Gli sguardi sbalorditi di altri passeggianti e alcune esclamazioni trattenute mi costrinsero a fermarmi, e guardare.
Spesso, tra le immagini nelle nubi, avevo visto città arroccate su colline, e mi ero permesso di immaginare popoli vivere in quelle lontananze aeree, e signorotti delle altitudini scrutare tra i merli delle loro rocche di cumulonembi il mondo scorrere sotto di loro, lontano e inarrivabile, guardando perplessi le costellazioni notturne delle grandi città, in una sorta di cielo capovolto. Mai però avevo pensato che quelle città potessero prendere una forma, come quella che ora vedevo di fronte a me.

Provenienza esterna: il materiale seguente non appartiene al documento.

use clauseguard_core::analysis::{
    AnalysisClient, ExpertFeedbackRequest, QuestionRequest, ReviewRequest, UploadFile,
};
use clauseguard_core::error::{ClauseError, Result};
use clauseguard_core::reconcile::{ComplianceStats, compute_stats};
use clauseguard_core::session::{ContractArtifacts, Session, Term};
use clauseguard_core::state::{PersistenceAdapter, SESSION_ID_KEY, USER_ROLE_KEY, UserRole};
use clauseguard_core::tracker::{
    OperationGuard, OperationTracker, SessionOperation, TermOperation, TrackerFlags,
};
use std::sync::{Arc, Mutex, MutexGuard, PoisonError};
use tokio::sync::{Mutex as AsyncMutex, watch};

use super::artifacts;
use super::mapper;
use super::snapshot::{StoreSnapshot, StoreWatcher};

/// An expert's verdict on a term.
#[derive(Debug, Clone, PartialEq, Eq)]
pub struct ExpertFeedback {
    pub is_compliant: bool,
    pub notes: Option<String>,
}

/// Canonical in-memory state. Only touched under the store's lock, and the
/// lock is never held across an `.await`.
#[derive(Debug, Default)]
struct StoreState {
    session: Option<Session>,
    terms: Vec<Term>,
    /// Bumped whenever in-flight responses must stop applying.
    epoch: u64,
    user_role: UserRole,
    last_error: Option<String>,
}

impl StoreState {
    fn reset(&mut self) {
        self.session = None;
        self.terms.clear();
        self.last_error = None;
        self.epoch += 1;
    }

    fn term_mut(&mut self, term_id: &str) -> Result<&mut Term> {
        self.terms
            .iter_mut()
            .find(|t| t.term_id == term_id)
            .ok_or_else(|| {
                ClauseError::internal(format!("Term '{term_id}' vanished mid-operation"))
            })
    }
}

/// Identity an operation was started against.
#[derive(Debug, Clone)]
struct Ticket {
    epoch: u64,
    session_id: String,
}

/// Owns the active contract session and orchestrates every operation on it.
///
/// `SessionStore` is responsible for:
/// - Uploading a contract and loading the resulting session
/// - Rehydrating a session from its persisted id
/// - Running per-term operations (ask, review, confirm, expert feedback)
///   under the `OperationTracker`'s guards
/// - Attaching generated documents to the session
/// - Publishing consistent snapshots to subscribers
///
/// # Consistency
///
/// Every mutation happens in one critical section that also publishes the
/// snapshot, so subscribers never see terms and stats out of sync. Each
/// remote call records the store epoch before suspending; a response that
/// comes back after the epoch moved on is discarded with
/// `ClauseError::Superseded`.
pub struct SessionStore {
    client: Arc<dyn AnalysisClient>,
    persistence: Arc<dyn PersistenceAdapter>,
    tracker: OperationTracker,
    state: Mutex<StoreState>,
    snapshots: watch::Sender<StoreSnapshot>,
    /// Serializes writes of the persisted session id.
    session_id_writes: AsyncMutex<()>,
}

L’orizzonte consueto oltre la Villa, fatto dalla rassicurante linea di palazzi della città, interrotta solo dalla placida rotondità della cupola seicentesca, era stato stravolto, occupato da una montagna violacea, remotissima e assurdamente colossale. Il paesaggio si era mutato in una nuova forma, le nuvole erano diventate creste rocciose e monti, ricoperti da foreste e attraversati da fiumi e forse popolati da diverse creature, umane e animali.
Rimanemmo lì il tempo necessario perché la nostra consapevolezza accettasse quella strana visione, e poi cominciammo a scorgere lo sfilacciarsi delle vette, la montagna ridiventava lentamente nuvola, e stava tornando al suo cielo.
Da allora, dall’apparizione delle nuvole montagne, ho lasciato la mia vecchia professione e sono diventato un cartografo.
Non esco più per le mie lunghe passeggiate, preferisco passare il mio tempo in uno scantinato polveroso, dove altri cartografi come me disegnano su lunghi tavoli le nuove mappe.
Non dobbiamo misurare, o valutare o confrontare, niente di tutto questo. Il metodo scientifico è il nemico principale di un cartografo di nuvole, dal momento che nulla è ripetibile nella conformazione della nuova geografia aerea che attraversa i cieli del mondo.
Ogni mattina immaginiamo paesaggi e diamo a queste visioni una forma, disegnandole su nuove pergamene, sicuri che qualcuno dei nostri disegni coinciderà con qualche capriccio nembiforme, presente o futuro.
Siamo guidati dall’intuizione, dislocando città e villaggi, e possiamo quasi sentire sotto le nostre dita sporche di grafite il brulicare di quelle lontane genti, la monotonia di piccole vite inconcepibili.
Il mondo attuale si serve di noi per ritrovare un senso nella consuetudine di questa assurdità, ed ha inventato per noi un lavoro tedioso e assurdo, che siamo i primi a non capire, solo a svolgere.
Ma non me ne lamento, è diventato il mio lavoro, in fondo.
Mi dispiace solo che, da allora, non sono più riuscito a guardare il cielo. Mi limito a perdermi assorto nelle minuscole pieghe della carta ingiallita, decifrando possibili forme e disegnandole perché, mi dicono, l’unico modo per conoscere il cielo è quello di ignorarlo.